If the companies in which we invested accepted such a shareholder proposal, it would be reasonable to rethink our divestment strategy. If they rejected it, as we imagine would be the case, divestment should be our response. Harvard has not taken this position. Moreover, the decision by the Rockefeller Brothers Fund to divest occurred after the Rockefellers had “met privately with the company…in efforts to get it to moderate its stance on issues pertaining to the environment and climate change.” Given the probabilities, it would be better to divest as soon as possible.
Can’t we do better through research and innovation in green technology?
We do not see the choice as “either/or.” The best course is to do everything possible; divestment should be coupled with green innovation technologies. Harvard should be a leader in research and green technology. We welcome Harvard’s new Sustainability Plan and other measures that make the University a leader in this field. But we also need to work to change the rules of the game so that these fuels stay in the ground and not in the atmosphere.

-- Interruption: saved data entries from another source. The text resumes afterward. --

//! ZIP record layout for a single AE-1 encrypted entry.
//!
//! ```text
//! [local file header][filename][AES extra][salt][pv][ciphertext][auth code]
//! [central directory header][filename][AES extra]
//! [end of central directory]
//! ```
//!
//! Records are produced and consumed with [`LeWriter`]/[`LeReader`] in field
//! order; the fixed offsets (salt at 45, ciphertext at 63, a 61-byte central
//! directory) fall out of the field sizes below.

use oxizip_core::dostime::DosDateTime;
use oxizip_core::error::{OxiZipError, Result};
use oxizip_core::le::{LeReader, LeWriter};

/// ZIP local file header signature.
pub const LOCAL_FILE_HEADER_SIG: u32 = 0x04034B50;

/// ZIP central directory header signature.
pub const CENTRAL_DIR_HEADER_SIG: u32 = 0x02014B50;

/// ZIP end of central directory signature.
pub const END_OF_CENTRAL_DIR_SIG: u32 = 0x06054B50;

/// Version needed to extract / made by: 5.1, the first with AES.
pub const ZIP_VERSION: u16 = 0x0033;

/// General purpose flag: entry is encrypted.
pub const FLAG_ENCRYPTED: u16 = 0x0001;

/// Compression method marker for WinZip AES entries.
pub const METHOD_AES: u16 = 99;

/// Actual compression method carried in the AES extra field (deflate).
pub const METHOD_DEFLATE: u16 = 8;

/// External attributes of the entry: the DOS archive bit.
pub const EXTERNAL_ATTR_ARCHIVE: u32 = 0x20;

/// Fixed name of the single entry.
pub const ENTRY_NAME: &[u8; 4] = b"data";

/// WinZip AES extra field header ID.
pub const WINZIP_AES_EXTRA_ID: u16 = 0x9901;

/// Size of the AES extra field data (after ID and size).
pub const AES_EXTRA_DATA_SIZE: u16 = 7;

/// Total AES extra field length.
pub const AES_EXTRA_FIELD_LEN: usize = 4 + AES_EXTRA_DATA_SIZE as usize;

/// AE-1: CRC-32 of the plaintext is kept in the headers.
pub const AE_VERSION_1: u16 = 1;

/// AE-2: CRC-32 is zeroed. Recognised only to be rejected.
pub const AE_VERSION_2: u16 = 2;

/// WinZip vendor ID.
pub const VENDOR_ID: [u8; 2] = *b"AE";

/// Strength byte for AES-256.
pub const STRENGTH_AES256: u8 = 3;

/// Salt length for AES-256.
pub const SALT_LEN: usize = 16;

/// Password verification value length.
pub const PASSWORD_VERIFICATION_LEN: usize = 2;

/// HMAC-SHA1 authentication code length (10 bytes for WinZip).
pub const WINZIP_AUTH_CODE_LEN: usize = 10;

/// Bytes added around the ciphertext: salt, verification value, auth code.
pub const ENCRYPTION_OVERHEAD: usize = SALT_LEN + PASSWORD_VERIFICATION_LEN + WINZIP_AUTH_CODE_LEN;

/// Fixed part of the local file header:
/// signature, version, flags, method, time, date, CRC, sizes x2, name len, extra len.
pub const LOCAL_HEADER_FIXED_LEN: usize = 4 + 2 + 2 + 2 + 2 + 2 + 4 + 4 + 4 + 2 + 2;

/// Fixed part of the central directory header (adds version made by,
/// comment length, disk, internal/external attributes, local header offset).
pub const CENTRAL_HEADER_FIXED_LEN: usize = LOCAL_HEADER_FIXED_LEN + 2 + 2 + 2 + 2 + 4 + 4;

/// End of central directory record length (no comment).
pub const END_OF_CENTRAL_DIR_LEN: usize = 4 + 2 + 2 + 2 + 2 + 4 + 4 + 2;

/// Offset of the salt in the container.
pub const SALT_OFFSET: usize = LOCAL_HEADER_FIXED_LEN + ENTRY_NAME.len() + AES_EXTRA_FIELD_LEN;

/// Offset of the ciphertext in the container.
pub const DATA_OFFSET: usize = SALT_OFFSET + SALT_LEN + PASSWORD_VERIFICATION_LEN;

/// Length of the single-entry central directory.
pub const CENTRAL_DIR_LEN: usize = CENTRAL_HEADER_FIXED_LEN + ENTRY_NAME.len() + AES_EXTRA_FIELD_LEN;

/// WinZip AES extra field.
#[derive(Debug, Clone, Copy, PartialEq, Eq)]
pub struct AesExtraField {
    /// Vendor version (AE-1 = 1, AE-2 = 2).
    pub version: u16,
    /// Vendor ID ("AE").
    pub vendor_id: [u8; 2],
    /// Encryption strength (3 = AES-256).
    pub strength: u8,
    /// Actual compression method used before encryption.
    pub compression_method: u16,
}

impl AesExtraField {
    /// The only field this format writes: AE-1, AES-256, deflate.
    pub const AE1_AES256_DEFLATE: Self = Self {
        version: AE_VERSION_1,
        vendor_id: VENDOR_ID,
        strength: STRENGTH_AES256,
        compression_method: METHOD_DEFLATE,
    };

    /// Serialize the field including its header.
    pub fn write(&self, w: &mut LeWriter) {
        w.put_u16(WINZIP_AES_EXTRA_ID);
        w.put_u16(AES_EXTRA_DATA_SIZE);
        w.put_u16(self.version);
        w.put_bytes(&self.vendor_id);
        w.put_u8(self.strength);
        w.put_u16(self.compression_method);
    }

    /// Parse the field and require AE-1, vendor "AE", AES-256 and deflate.
    pub fn read(r: &mut LeReader<'_>) -> Result<Self> {
        r.expect_u16(WINZIP_AES_EXTRA_ID, "AES extra field header id")?;
        r.expect_u16(AES_EXTRA_DATA_SIZE, "AES extra field data size")?;

        let offset = r.position();
        let version = r.u16()?;
        match version {
            AE_VERSION_1 => {}
            AE_VERSION_2 => {
                return Err(OxiZipError::bad_format(
                    offset,
                    "AE-2 entries are not supported",
                ));
            }
            other => {
                return Err(OxiZipError::bad_format(
                    offset,
                    format!("unknown AE version {other}"),
                ));
            }
        }

        let offset = r.position();
        let vendor_id = r.array::<2>()?;
        if vendor_id != VENDOR_ID {
            return Err(OxiZipError::bad_format(
                offset,
                format!("vendor id: expected \"AE\", found {vendor_id:02x?}"),
            ));
        }

        r.expect_u8(STRENGTH_AES256, "AES strength")?;
        r.expect_u16(METHOD_DEFLATE, "actual compression method")?;

        Ok(Self {
            version,
            vendor_id,
            strength: STRENGTH_AES256,
            compression_method: METHOD_DEFLATE,
        })
    }
}

/// ZIP local file header of the encrypted entry.
///
/// Version, method, name and extra field are fixed by the format; only the
/// fields below vary between containers.
#[derive(Debug, Clone, PartialEq, Eq)]
pub struct LocalFileHeader {
    /// General purpose bit flag.
    pub flags: u16,
    /// Last modification time and date.
    pub modified: DosDateTime,
    /// CRC-32 of the plaintext (AE-1).
    pub crc32: u32,
    /// Ciphertext length plus [`ENCRYPTION_OVERHEAD`].
    pub compressed_size: u32,
    /// Plaintext length.
    pub uncompressed_size: u32,
    /// Entry name as stored.
    pub file_name: Vec<u8>,
    /// AES extra field.
    pub aes: AesExtraField,
}

impl LocalFileHeader {
    /// Build the header for a payload, deriving both size fields.
    ///
    /// Fails with `Params` when the container would need ZIP64.
    pub fn for_payload(
        crc32: u32,
        ciphertext_len: usize,
        plaintext_len: usize,
        modified: DosDateTime,
    ) -> Result<Self> {
        let end_of_entry = DATA_OFFSET
            .checked_add(ciphertext_len)
            .and_then(|n| n.checked_add(WINZIP_AUTH_CODE_LEN))
            .and_then(|n| n.checked_add(CENTRAL_DIR_LEN))
            .ok_or_else(|| OxiZipError::params("payload too large"))?;
        if u32::try_from(end_of_entry).is_err() {
            return Err(OxiZipError::params(
                "container exceeds 4 GiB (ZIP64 is not supported)",
            ));
        }
        let uncompressed_size = u32::try_from(plaintext_len).map_err(|_| {
            OxiZipError::params("plaintext exceeds 4 GiB (ZIP64 is not supported)")
        })?;

        Ok(Self {
            flags: FLAG_ENCRYPTED,
            modified,
            crc32,
            compressed_size: (ciphertext_len + ENCRYPTION_OVERHEAD) as u32,
            uncompressed_size,
            file_name: ENTRY_NAME.to_vec(),
            aes: AesExtraField::AE1_AES256_DEFLATE,
        })
    }

    /// Length of the ciphertext the header describes.
    pub fn ciphertext_len(&self) -> usize {
        self.compressed_size as usize - ENCRYPTION_OVERHEAD
    }

    /// Serialize the header, name and AES extra field.
    pub fn write(&self, w: &mut LeWriter) {
        w.put_u32(LOCAL_FILE_HEADER_SIG);
        w.put_u16(ZIP_VERSION);
        w.put_u16(self.flags);
        w.put_u16(METHOD_AES);
        w.put_u16(self.modified.time);
        w.put_u16(self.modified.date);
        w.put_u32(self.crc32);
        w.put_u32(self.compressed_size);
        w.put_u32(self.uncompressed_size);
        w.put_u16(self.file_name.len() as u16);
        w.put_u16(AES_EXTRA_FIELD_LEN as u16);
        w.put_bytes(&self.file_name);
        self.aes.write(w);
    }

    /// Parse and validate a local file header.
    ///
    /// The version needed and flags are read but not enforced. The name is
    /// taken at its declared length; the extra field must be exactly the
    /// AES field.
    pub fn read(r: &mut LeReader<'_>) -> Result<Self> {
        r.expect_u32(LOCAL_FILE_HEADER_SIG, "local file header signature")?;
        let _version_needed = r.u16()?;
        let flags = r.u16()?;
        r.expect_u16(METHOD_AES, "compression method")?;
        let time = r.u16()?;
        let date = r.u16()?;
        let crc32 = r.u32()?;

        let offset = r.position();
        let compressed_size = r.u32()?;
        if (compressed_size as usize) < ENCRYPTION_OVERHEAD {
            return Err(OxiZipError::bad_format(
                offset,
                format!(
                    "compressed size {compressed_size} is smaller than the {ENCRYPTION_OVERHEAD}-byte encryption overhead"
                ),
            ));
        }

        let uncompressed_size = r.u32()?;
        let name_len = r.u16()? as usize;
        r.expect_u16(AES_EXTRA_FIELD_LEN as u16, "extra field length")?;
        let file_name = r.bytes(name_len)?.to_vec();
        let aes = AesExtraField::read(r)?;

        Ok(Self {
            flags,
            modified: DosDateTime { time, date },
            crc32,
            compressed_size,
            uncompressed_size,
            file_name,
            aes,
        })
    }
}

/// Central directory header mirroring a [`LocalFileHeader`].
#[derive(Debug, Clone, PartialEq, Eq)]
pub struct CentralDirHeader<'a> {
    local: &'a LocalFileHeader,
}

impl<'a> CentralDirHeader<'a> {
    /// Central record for the entry at offset 0.
    pub fn new(local: &'a LocalFileHeader) -> Self {
        Self { local }
    }

    /// Serialize the record, name and AES extra field.
    pub fn write(&self, w: &mut LeWriter) {
        let local = self.local;
        w.put_u32(CENTRAL_DIR_HEADER_SIG);
        // Version made by
        w.put_u16(ZIP_VERSION);
        // Version needed
        w.put_u16(ZIP_VERSION);
        w.put_u16(local.flags);
        w.put_u16(METHOD_AES);
        w.put_u16(local.modified.time);
        w.put_u16(local.modified.date);
        w.put_u32(local.crc32);
        w.put_u32(local.compressed_size);
        w.put_u32(local.uncompressed_size);
        w.put_u16(local.file_name.len() as u16);
        w.put_u16(AES_EXTRA_FIELD_LEN as u16);
        // Comment length
        w.put_u16(0);
        // Disk number start
        w.put_u16(0);
        // Internal attributes
        w.put_u16(0);
        w.put_u32(EXTERNAL_ATTR_ARCHIVE);
        // Relative offset of local header
        w.put_u32(0);
        w.put_bytes(&local.file_name);
        local.aes.write(w);
    }

    /// Size of the record when written.
    pub fn written_size(&self) -> usize {
        CENTRAL_HEADER_FIXED_LEN + self.local.file_name.len() + AES_EXTRA_FIELD_LEN
    }
}

/// End of central directory record for a one-entry archive.
#[derive(Debug, Clone, Copy, PartialEq, Eq)]
pub struct EndOfCentralDir {
    /// Size of the central directory.
    pub central_dir_size: u32,
    /// Offset of the central directory.
    pub central_dir_offset: u32,
}

impl EndOfCentralDir {
    /// Serialize the record.
    pub fn write(&self, w: &mut LeWriter) {
        w.put_u32(END_OF_CENTRAL_DIR_SIG);
        // Disk number
        w.put_u16(0);
        // Disk with central directory
        w.put_u16(0);
        // Entries on this disk
        w.put_u16(1);
        // Total entries
        w.put_u16(1);
        w.put_u32(self.central_dir_size);
        w.put_u32(self.central_dir_offset);
        // Comment length
        w.put_u16(0);
    }
}

/// Assemble the complete container.
pub fn write_container(
    header: &LocalFileHeader,
    salt: &[u8; SALT_LEN],
    verification: &[u8; PASSWORD_VERIFICATION_LEN],
    ciphertext: &[u8],
    auth_code: &[u8; WINZIP_AUTH_CODE_LEN],
) -> Vec<u8> {
    let central = CentralDirHeader::new(header);
    let mut w = LeWriter::with_capacity(
        DATA_OFFSET
            + ciphertext.len()
            + WINZIP_AUTH_CODE_LEN
            + central.written_size()
            + END_OF_CENTRAL_DIR_LEN,
    );

    header.write(&mut w);
    w.put_bytes(salt);
    w.put_bytes(verification);
    w.put_bytes(ciphertext);
    w.put_bytes(auth_code);

    let central_dir_offset = w.position();
    central.write(&mut w);
    let central_dir_size = w.position() - central_dir_offset;

    // Both fit: LocalFileHeader::for_payload bounds the whole container
    EndOfCentralDir {
        central_dir_size: central_dir_size as u32,
        central_dir_offset: central_dir_offset as u32,
    }
    .write(&mut w);

    w.into_inner()
}

/// The encrypted entry of a container, borrowed from the input.
#[derive(Debug, Clone)]
pub struct ParsedEntry<'a> {
    /// Validated local header.
    pub header: LocalFileHeader,
    /// Key derivation salt.
    pub salt: [u8; SALT_LEN],
    /// Stored password verification value.
    pub verification: [u8; PASSWORD_VERIFICATION_LEN],
    /// Encrypted, compressed payload.
    pub ciphertext: &'a [u8],
    /// Stored authentication code.
    pub auth_code: [u8; WINZIP_AUTH_CODE_LEN],
}

impl<'a> ParsedEntry<'a> {
    /// Validate the local header and slice out salt, ciphertext and tag.
    pub fn parse(data: &'a [u8]) -> Result<Self> {
        let mut r = LeReader::new(data);
        let header = LocalFileHeader::read(&mut r)?;
        let salt = r.array::<SALT_LEN>()?;
        let verification = r.array::<PASSWORD_VERIFICATION_LEN>()?;
        let ciphertext = r.bytes(header.ciphertext_len())?;
        let auth_code = r.array::<WINZIP_AUTH_CODE_LEN>()?;

        Ok(Self {
            header,
            salt,
            verification,
            ciphertext,
            auth_code,
        })
    }
}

Can’t we learn to dispose of the carbon?
Many technological fixes have been proposed to allow greater use of fossil fuels without endangering the planet (e.g., carbon capture and sequestration). Some of these new technologies have promise and may turn out to be part of the solution to global warming, but it would be foolhardy to bet the planet on any one of them, or on all of them together. We need more than technological band-aid solutions to a problem that requires radical shifts in investment and ideology.

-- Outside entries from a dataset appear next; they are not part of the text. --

//! 后端同步模块
//!
//! 该模块负责把编译结果与后端已发布状态对齐：差异计算、原子发布以及发布成功后的存储提交。

mod diff;
mod publisher;
mod reconciler;
mod store;

pub use diff::diff;
pub use publisher::{ApplyBatch, DryRunPublisher, Publisher};
pub use reconciler::{ObjectStores, PolicyReconciler};
pub use store::{MemoryStore, ObjectStore};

Won’t this open a way to other calls for divestment on political grounds?
In a case like this, there is no avoiding political action: not divesting is as political as divesting. This divestment movement is not like any other. The university would be divesting from a bet with an immoral foundation because the value of fossil-fuel shares depends on a scenario inconsistent with the welfare of humanity. As Derek Bok said in the context of earlier divestment proposals, “There are rare occasions when the very nature of a company’s business makes it inappropriate for a university to invest in the enterprise.” This is such an occasion because the fossil-fuel industry business involves potential catastrophe for the planet. It is thus qualitatively different from other divestment issues, on which reasonable people may differ. If one reason for the university’s disinclination to divest derives from the symbolic signal such an action would give, the decision not to divest is an equally political signal.

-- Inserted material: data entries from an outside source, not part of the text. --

#[cfg(test)]
mod tests {
    use super::*;
    use crate::config::NamingConfig;
    use crate::topology::SingleScope;
    use aegisgate_common::ExpressionNode;
    use rstest::rstest;

    fn compile(peer: &PeerDescriptor) -> Result<(SelectorCounts, Vec<ExpressionNode>)> {
        let naming = NamingConfig::default();
        let topology = SingleScope::new("default");
        let compiler = SelectorCompiler::new(IdentityNamer::new(&naming, "c1"), &topology);
        let mut arena = ExpressionArena::new();
        let counts = compiler.compile_all(std::slice::from_ref(peer), "ns1", &mut arena)?;
        Ok((counts, arena.commit()?))
    }

    fn nested(node: &ExpressionNode) -> &[ExpressionNode] {
        match node {
            ExpressionNode::Nested { expressions } => expressions,
            other => panic!("expected nested node, got {:?}", other),
        }
    }

    fn condition(node: &ExpressionNode) -> &Condition {
        match node {
            ExpressionNode::Condition(c) => c,
            other => panic!("expected condition, got {:?}", other),
        }
    }

    fn labels(n: usize) -> LabelSelector {
        (0..n).fold(LabelSelector::everything(), |s, i| {
            s.with_label(&format!("k{}", i), "v")
        })
    }

    #[test]
    fn test_in_expands_to_disjunction() {
        let selector = LabelSelector::everything().with_expression(SelectorRequirement::new(
            "k1",
            SelectorOperator::In,
            &["a1", "a2"],
        ));
        let (counts, nodes) = compile(&PeerDescriptor::namespaces(selector)).unwrap();
        assert_eq!(
            counts,
            SelectorCounts {
                criteria: 2,
                expressions: 4
            }
        );
        assert_eq!(nodes.len(), 3);
        assert_eq!(nodes[1], ExpressionNode::or());

        let first = nested(&nodes[0]);
        assert_eq!(condition(&first[0]).value, "aegisgate/cluster|c1");
        assert_eq!(condition(&first[2]).value, "k1|a1");
        assert_eq!(condition(&nested(&nodes[2])[2]).value, "k1|a2");
    }

    fn not_in(key: &str, value: &str) -> SelectorRequirement {
        SelectorRequirement::new(key, SelectorOperator::NotIn, &[value])
    }

    fn exists(key: &str) -> SelectorRequirement {
        SelectorRequirement::new(key, SelectorOperator::Exists, &[])
    }

    #[rstest]
    #[case::scope_at_cap(PeerDescriptor::namespaces(labels(4)), true)]
    #[case::scope_over_cap(PeerDescriptor::namespaces(labels(5)), false)]
    #[case::pod_at_cap(PeerDescriptor::pods(labels(14)), true)]
    #[case::pod_over_cap(PeerDescriptor::pods(labels(15)), false)]
    #[case::scope_expressions_at_cap(
        PeerDescriptor::namespaces(labels(3).with_expression(not_in("env", "dev"))),
        true
    )]
    #[case::scope_expressions_over_cap(
        PeerDescriptor::namespaces(
            labels(3)
                .with_expression(not_in("env", "dev"))
                .with_expression(exists("team")),
        ),
        false
    )]
    #[case::scope_merged_expressions_count_once(
        PeerDescriptor::namespaces(
            labels(3)
                .with_expression(not_in("env", "dev"))
                .with_expression(not_in("env", "qa")),
        ),
        true
    )]
    #[case::pod_expressions_over_cap(
        PeerDescriptor::pods(
            labels(12)
                .with_expression(not_in("env", "dev"))
                .with_expression(exists("team"))
                .with_expression(exists("zone")),
        ),
        false
    )]
    #[case::pair_at_cap(PeerDescriptor::pods_in(labels(7), labels(7)), true)]
    #[case::pair_over_cap(
        PeerDescriptor::pods_in(labels(7).with_expression(exists("team")), labels(7)),
        false
    )]
    fn test_criterion_caps(#[case] peer: PeerDescriptor, #[case] ok: bool) {
        let result = compile(&peer);
        assert_eq!(result.is_ok(), ok, "{:?}", result.err());
    }

    #[test]
    fn test_cap_error_reports_counts() {
        let err = compile(&PeerDescriptor::namespaces(labels(5))).unwrap_err();
        assert!(matches!(
            err,
            Error::Validation(ValidationError::LimitExceeded {
                kind: LimitKind::CriterionExpressions,
                actual: 6,
                limit: 5,
            })
        ));

        let err = compile(&PeerDescriptor::pods_in(
            labels(7),
            labels(7).with_expression(exists("team")),
        ))
        .unwrap_err();
        assert!(matches!(
            err,
            Error::Validation(ValidationError::LimitExceeded {
                kind: LimitKind::MixedCriterionExpressions,
                actual: 16,
                limit: 15,
            })
        ));

        let err = compile(&PeerDescriptor::pods(labels(15))).unwrap_err();
        assert!(matches!(
            err,
            Error::Validation(ValidationError::LimitExceeded {
                kind: LimitKind::MixedCriterionExpressions,
                actual: 16,
                limit: 15,
            })
        ));
    }

    #[test]
    fn test_in_constraints() {
        let two_ins = LabelSelector::everything()
            .with_expression(SelectorRequirement::new("a", SelectorOperator::In, &["1"]))
            .with_expression(SelectorRequirement::new("b", SelectorOperator::In, &["2"]));
        assert!(matches!(
            compile(&PeerDescriptor::pods(two_ins)),
            Err(Error::Validation(ValidationError::LimitExceeded {
                kind: LimitKind::InOperators,
                ..
            }))
        ));

        let too_many = LabelSelector::everything().with_expression(SelectorRequirement::new(
            "a",
            SelectorOperator::In,
            &["1", "2", "3", "4", "5", "6"],
        ));
        assert!(matches!(
            compile(&PeerDescriptor::pods(too_many)),
            Err(Error::Validation(ValidationError::LimitExceeded {
                kind: LimitKind::InValues,
                actual: 6,
                limit: 5,
            }))
        ));

        let duplicate = LabelSelector::everything()
            .with_label("app", "web")
            .with_expression(SelectorRequirement::new(
                "app",
                SelectorOperator::In,
                &["web", "db"],
            ));
        assert!(matches!(
            compile(&PeerDescriptor::pods(duplicate)),
            Err(Error::Validation(ValidationError::DuplicateCondition { .. }))
        ));
    }

    #[test]
    fn test_one_in_across_combined_pair() {
        let pods = LabelSelector::everything()
            .with_expression(SelectorRequirement::new("app", SelectorOperator::In, &["a"]));
        let namespaces = LabelSelector::everything()
            .with_expression(SelectorRequirement::new("env", SelectorOperator::In, &["prod"]));
        assert!(compile(&PeerDescriptor::pods_in(pods.clone(), namespaces)).is_err());
        assert!(compile(&PeerDescriptor::pods_in(pods, LabelSelector::everything())).is_ok());
    }

    #[test]
    fn test_merge_unions_same_key_and_operator() {
        let selector = LabelSelector::everything()
            .with_expression(SelectorRequirement::new(
                "env",
                SelectorOperator::NotIn,
                &["dev", "qa"],
            ))
            .with_expression(SelectorRequirement::new(
                "env",
                SelectorOperator::NotIn,
                &["qa", "test"],
            ));
        let (counts, nodes) = compile(&PeerDescriptor::pods(selector)).unwrap();
        assert_eq!(
            counts,
            SelectorCounts {
                criteria: 1,
                expressions: 2
            }
        );

        let not_in = condition(&nested(&nodes[0])[2]);
        assert_eq!(not_in.value, "env|dev,qa,test");
        assert_eq!(not_in.operator, ConditionOperator::NotIn);
    }

    #[test]
    fn test_exists_operators() {
        let selector = LabelSelector::everything()
            .with_expression(SelectorRequirement::new("a", SelectorOperator::Exists, &[]))
            .with_expression(SelectorRequirement::new("b", SelectorOperator::NotExists, &[]));
        let (_, nodes) = compile(&PeerDescriptor::pods(selector)).unwrap();
        let criterion = nested(&nodes[0]);

        let exists = condition(&criterion[2]);
        assert_eq!(exists.value, "a|");
        assert_eq!(exists.scope_operator, None);

        let not_exists = condition(&criterion[4]);
        assert_eq!(not_exists.value, "b|");
        assert_eq!(not_exists.scope_operator, Some(ConditionOperator::NotEquals));

        let bad = LabelSelector::everything()
            .with_expression(SelectorRequirement::new("a", SelectorOperator::Exists, &["x"]));
        assert!(compile(&PeerDescriptor::pods(bad)).is_err());
    }

    #[test]
    fn test_empty_selectors_get_fillers() {
        let (counts, nodes) = compile(&PeerDescriptor::pods(LabelSelector::everything())).unwrap();
        assert_eq!(counts.expressions, 2);
        let criterion = nested(&nodes[0]);
        assert_eq!(condition(&criterion[0]).value, "aegisgate/namespace|ns1");
        assert_eq!(condition(&criterion[2]).value, "aegisgate/pod|");
        assert_eq!(condition(&criterion[2]).member_type, "SegmentPort");

        let combined = PeerDescriptor::pods_in(
            LabelSelector::everything().with_label("app", "web"),
            LabelSelector::everything(),
        );
        let (counts, nodes) = compile(&combined).unwrap();
        assert_eq!(counts.expressions, 3);
        assert_eq!(condition(&nested(&nodes[0])[4]).value, "aegisgate/namespace|");
    }

    #[test]
    fn test_counts_ignore_label_order() {
        let forward = LabelSelector::everything().with_label("a", "1").with_label("b", "2");
        let reverse = LabelSelector::everything().with_label("b", "2").with_label("a", "1");
        assert_eq!(
            compile(&PeerDescriptor::pods(forward)).unwrap(),
            compile(&PeerDescriptor::pods(reverse)).unwrap()
        );
    }

    #[test]
    fn test_address_blocks() {
        let (counts, nodes) =
            compile(&PeerDescriptor::addresses(&["10.0.0.0/24", "fd00::1"])).unwrap();
        assert_eq!(counts, SelectorCounts::default());
        assert!(matches!(
            &nodes[0],
            ExpressionNode::Addresses { ip_addresses } if ip_addresses.len() == 2
        ));

        assert!(compile(&PeerDescriptor::addresses(&["10.0.0.0/33"])).is_err());
        assert!(compile(&PeerDescriptor::addresses(&["not-an-ip"])).is_err());
    }

    #[test]
    fn test_group_caps() {
        let naming = NamingConfig::default();
        let topology = SingleScope::new("default");
        let compiler = SelectorCompiler::new(IdentityNamer::new(&naming, "c1"), &topology);

        let wide = LabelSelector::everything().with_expression(SelectorRequirement::new(
            "tier",
            SelectorOperator::In,
            &["a", "b", "c"],
        ));
        let peers = vec![PeerDescriptor::pods(wide.clone()), PeerDescriptor::pods(wide)];
        let err = compiler
            .compile_all(&peers, "ns1", &mut ExpressionArena::new())
            .unwrap_err();
        assert!(matches!(
            err,
            Error::Validation(ValidationError::LimitExceeded {
                kind: LimitKind::GroupCriteria,
                actual: 6,
                limit: 5,
            })
        ));

        let heavy = labels(7).with_expression(SelectorRequirement::new(
            "tier",
            SelectorOperator::In,
            &["a", "b", "c", "d", "e"],
        ));
        let err = compiler
            .compile_all(&[PeerDescriptor::pods(heavy)], "ns1", &mut ExpressionArena::new())
            .unwrap_err();
        assert!(matches!(
            err,
            Error::Validation(ValidationError::LimitExceeded {
                kind: LimitKind::GroupExpressions,
                actual: 45,
                limit: 35,
            })
        ));
    }
}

Won’t some fossil fuel companies discontinue funding for important research at Harvard?
This is indeed the point. Would the university invest in a company owned by an individual simply because that individual said it was a prerequisite for a donation? In general, the university should not accept funds from entities that impose a condition that the university invest in them. The same is true of future investment opportunities.
Will divesting hurt our portfolio?
Some Wall Street analysts compare the “carbon bubble,” based on assumptions about use of current reserves, to the recent housing bubble, based on assumptions of constantly rising prices. If this is right, there would be financial gain in divesting from fossil-fuel companies. If it is wrong, and fossil-fuel companies are underpriced in terms of future returns, fossil-fuel investments comprise only a small part of the endowment portfolio. Any loss will likely be minimal. The major problem for the portfolio in divesting is loss of diversity in investments. That said, even if there were to be significant impact, this should not be a primary consideration in a matter of this urgency.